Call for Papers | Sculpture between Britain and Italy, 1742–1854
From the Call for Papers:
Sculptural Models, Themes, and Genres between Britain and Italy, ca. 1742–1854
Victoria and Albert Museum, London, 16–17 May 2025
Organized by Adriano Aymonino, Albertina Ciani, and Kira d’Alburquerque
Proposals due by 30 September 2024
The University of Buckingham and the Victoria and Albert Museum are organising a two-day interdisciplinary conference on the role played by British-Italian artistic exchanges in shaping sculptural models, themes, and genres in the eighteenth and nineteenth centuries.

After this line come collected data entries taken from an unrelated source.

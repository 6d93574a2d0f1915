//! Rule-string parser.
//!
//! Grammar of a `valid` tag:
//!
//! ```text
//! tag          := match-clause? (rule ";")* rule?
//! match-clause := "Match(/" regex-body "/)"
//! rule         := identifier ("(" arg ("," arg)* ")")?
//! ```
//!
//! The match clause is cut out first because its body may contain `;`, `,`
//! and `)`. It starts at the first `Match(/` and ends at the last `/)`.

use crate::error::{Result, ValidationError};
use crate::registry::{Argument, ParamKind, Registry};
use crate::value::Field;
use regex::Regex;

const MATCH_OPEN: &str = "Match(/";
const MATCH_CLOSE: &str = "/)";

/// One resolved rule invocation.
#[derive(Debug, Clone, PartialEq)]
pub struct RuleCall {
    pub name: String,
    pub args: Vec<Argument>,
    /// Key failures are reported under
    pub key: String,
}

/// Key a field's failures are reported under.
///
/// The field name, unless the JSON tag names the field or an alias is set.
pub fn resolve_key(field: &Field<'_>) -> String {
    let alias = field.tags.alias.trim();
    if !alias.is_empty() {
        return alias.to_string();
    }
    let json_name = field.tags.json.split(',').next().unwrap_or_default().trim();
    if !json_name.is_empty() {
        return json_name.to_string();
    }
    field.name.to_string()
}

/// Parse the rule string of `field`.
pub fn parse_field(registry: &Registry, field: &Field<'_>) -> Result<Vec<RuleCall>> {
    if field.tags.valid.trim().is_empty() {
        return Ok(Vec::new());
    }
    parse(registry, field.tags.valid, &resolve_key(field))
}

/// Parse `tag` into rule invocations reporting under `key`.
///
/// ```rust,ignore
/// let calls = tagvalid::tag::parse(&Registry::new(), "Required;Range(1,140)", "age")?;
/// assert_eq!(calls[1].name, "Range");
/// ```
pub fn parse(registry: &Registry, tag: &str, key: &str) -> Result<Vec<RuleCall>> {
    let tag = tag.trim();
    let mut calls = Vec::new();

    let rest = match tag.find(MATCH_OPEN) {
        None => tag.to_string(),
        Some(start) => {
            let body_start = start + MATCH_OPEN.len();
            let end = match tag.rfind(MATCH_CLOSE) {
                Some(end) if end >= body_start => end,
                _ => return Err(ValidationError::InvalidMatchClause(tag.to_string())),
            };
            calls.push(match_call(registry, &tag[body_start..end], key)?);
            format!("{};{}", &tag[..start], &tag[end + MATCH_CLOSE.len()..])
        }
    };

    for segment in rest.split(';') {
        let segment = segment.trim();
        if segment.is_empty() {
            continue;
        }
        calls.push(parse_segment(registry, segment, key)?);
    }
    Ok(calls)
}

fn match_call(registry: &Registry, body: &str, key: &str) -> Result<RuleCall> {
    let kinds = registry.param_kinds("Match")?;
    if kinds.len() != 1 {
        return Err(ValidationError::arity("Match", kinds.len(), 1));
    }
    Ok(RuleCall {
        name: "Match".to_string(),
        args: vec![coerce("Match", 0, kinds[0], body)?],
        key: format!("{key}.Match"),
    })
}

fn parse_segment(registry: &Registry, segment: &str, key: &str) -> Result<RuleCall> {
    let Some(open) = segment.find('(') else {
        let arity = registry.arity(segment)?;
        if arity != 0 {
            return Err(ValidationError::arity(segment, arity, 0));
        }
        return Ok(RuleCall {
            name: segment.to_string(),
            args: Vec::new(),
            key: key.to_string(),
        });
    };

    let close = segment[open..]
        .find(')')
        .map(|offset| open + offset)
        .ok_or_else(|| ValidationError::InvalidSyntax(segment.to_string()))?;
    if !segment[close + 1..].trim().is_empty() {
        return Err(ValidationError::InvalidSyntax(segment.to_string()));
    }
    let name = segment[..open].trim();
    if name.is_empty() {
        return Err(ValidationError::InvalidSyntax(segment.to_string()));
    }

    let kinds = registry.param_kinds(name)?;
    let raw: Vec<&str> = segment[open + 1..close].split(',').map(str::trim).collect();
    if raw.len() != kinds.len() {
        return Err(ValidationError::arity(name, kinds.len(), raw.len()));
    }

    let args = raw
        .iter()
        .zip(&kinds)
        .enumerate()
        .map(|(index, (raw, kind))| coerce(name, index, *kind, raw))
        .collect::<Result<Vec<_>>>()?;

    Ok(RuleCall {
        name: name.to_string(),
        args,
        key: key.to_string(),
    })
}

fn coerce(rule: &str, index: usize, kind: ParamKind, raw: &str) -> Result<Argument> {
    match kind {
        ParamKind::Int => raw
            .parse::<i64>()
            .map(Argument::Int)
            .map_err(|e| ValidationError::parameter(rule, index, format!("{raw:?}: {e}"))),
        ParamKind::Str => Ok(Argument::Str(raw.to_string())),
        ParamKind::Regex => Regex::new(raw)
            .map(Argument::Regex)
            .map_err(|e| ValidationError::parameter(rule, index, e.to_string())),
        ParamKind::List => Err(ValidationError::parameter(
            rule,
            index,
            "list parameters cannot be written in a tag",
        )),
    }
}
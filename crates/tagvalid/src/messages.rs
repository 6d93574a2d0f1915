//! Default message templates.
//!
//! Templates use `{}` placeholders filled positionally from
//! [`Validator::message_args`](crate::rules::Validator::message_args).
//! Each [`Registry`](crate::Registry) owns a table, so services can swap in
//! their own wording without touching process-wide state.

use serde::{Deserialize, Serialize};
use std::collections::HashMap;
use std::sync::OnceLock;

const DEFAULT_TEMPLATES: &[(&str, &str)] = &[
    ("Required", "is required"),
    ("Min", "cannot be less than {}"),
    ("Max", "must be less than {}"),
    ("Range", "range is between {} to {}"),
    ("MinSize", "minimum size is {}"),
    ("MaxSize", "maximum size is {}"),
    ("Length", "required length is {}"),
    ("Alpha", "must be valid alpha characters"),
    ("Numeric", "must be valid numeric characters"),
    ("AlphaNumeric", "must be valid alpha or numeric characters"),
    ("Match", "must match {}"),
    ("NoMatch", "must not match {}"),
    ("AlphaDash", "must be valid alpha or numeric or dash(-_) characters"),
    ("Base64", "must be valid base64 characters"),
    ("IsDate", "must be valid date format. eg: '{}'"),
    ("DateBefore", "must be set after or equal to {}"),
    ("SliceMatch", "only valid for ({})"),
    ("Float", "must be valid decimal/integer value"),
    ("Duplicate", "duplicate value detected"),
    ("Incremental", "must be in incremental value, start from 1"),
    ("Phone", "must be valid phone number"),
    ("Email", "must be valid email address"),
    ("PositiveFloat", "must be positive decimal number (> 0.00)"),
    ("Name", "must be valid name."),
];

static BUILTIN: OnceLock<Messages> = OnceLock::new();

/// Table of message templates keyed by rule name.
#[derive(Debug, Clone, PartialEq, Eq, Serialize, Deserialize)]
#[serde(transparent)]
pub struct Messages {
    templates: HashMap<String, String>,
}

impl Default for Messages {
    fn default() -> Self {
        Self {
            templates: DEFAULT_TEMPLATES
                .iter()
                .map(|(k, v)| (k.to_string(), v.to_string()))
                .collect(),
        }
    }
}

impl Messages {
    /// The built-in table, shared.
    pub fn builtin() -> &'static Messages {
        BUILTIN.get_or_init(Messages::default)
    }

    /// Built-in table with `json` (an object of name → template) applied on top.
    pub fn from_json(json: &str) -> Result<Self, serde_json::Error> {
        let overrides: HashMap<String, String> = serde_json::from_str(json)?;
        let mut messages = Self::default();
        messages.extend(overrides);
        Ok(messages)
    }

    pub fn get(&self, name: &str) -> Option<&str> {
        self.templates.get(name).map(String::as_str)
    }

    pub fn set(&mut self, name: impl Into<String>, template: impl Into<String>) {
        self.templates.insert(name.into(), template.into());
    }

    /// Override several templates at once.
    pub fn extend<I, K, V>(&mut self, overrides: I)
    where
        I: IntoIterator<Item = (K, V)>,
        K: Into<String>,
        V: Into<String>,
    {
        for (name, template) in overrides {
            self.set(name, template);
        }
    }

    /// Fill the template for `name` with `args`.
    pub fn render(&self, name: &str, args: &[String]) -> Option<String> {
        self.get(name).map(|template| fill(template, args))
    }
}

fn fill(template: &str, args: &[String]) -> String {
    let mut out = String::with_capacity(template.len());
    let mut args = args.iter();
    let mut rest = template;
    while let Some(idx) = rest.find("{}") {
        out.push_str(&rest[..idx]);
        if let Some(arg) = args.next() {
            out.push_str(arg);
        }
        rest = &rest[idx + 2..];
    }
    out.push_str(rest);
    out
}

#[cfg(test)]
mod tests {
    use super::*;

    #[test]
    fn render_fills_positionally() {
        let messages = Messages::default();
        assert_eq!(
            messages.render("Range", &["1".into(), "140".into()]).unwrap(),
            "range is between 1 to 140"
        );
        assert_eq!(messages.render("Required", &[]).unwrap(), "is required");
    }

    #[test]
    fn render_unknown_rule_is_none() {
        assert!(Messages::default().render("Nope", &[]).is_none());
    }

    #[test]
    fn missing_args_leave_blank() {
        assert_eq!(fill("a {} b {}", &["x".into()]), "a x b ");
    }

    #[test]
    fn from_json_overrides_only_named_templates() {
        let messages = Messages::from_json(r#"{"Required": "can not be empty"}"#).unwrap();
        assert_eq!(messages.get("Required"), Some("can not be empty"));
        assert_eq!(messages.get("Alpha"), Some("must be valid alpha characters"));
    }

    #[test]
    fn from_json_rejects_malformed_input() {
        assert!(Messages::from_json("[1]").is_err());
    }
}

The conference adopts a longue durée approach, focusing on the century when these exchanges were most intense: from 1742, when Prince Hoare of Bath the Elder arrived in Rome—the first documented English sculptor to spend a period of study in the city—to the opening of the Crystal Palace in Sydenham in 1854, whose sculptural decoration was directed by the Milanese Raffaele Monti. Throughout this period, the two traditions became interdependent, developing an artistic dialogue that influenced sculptural models and themes not only in Italy and Britain but also across Europe and the territories of the expanding British Empire, from the Indian subcontinent to the Americas.
This conference adopts a typological approach, investigating how academic frameworks and patronage networks influenced the diffusion of sculptural models, themes, and genres, and how market dynamics—along with the industrial production of new materials—either reinforced or challenged these aspects. We are interested in exploring the evolution of established genres such as busts, ideal sculptures, funerary and public monuments, copies, and adaptations after the Antique, as well as the diffusion of models and themes in decorative figurative sculpture, including reliefs, medallions, chimneypieces, and in smaller artworks such as gems, cameos, impressions, ivories, or in objects produced in porcelain, earthenware, and various new artificial ‘stones’. While concentrating on sculpture, the conference embraces an interdisciplinary approach to evaluate how the development of new models, themes, and genres reflected or shaped cultural and national identities, social values, evolving canons, and shifting audiences in the different contexts of Italy and the Anglophone world.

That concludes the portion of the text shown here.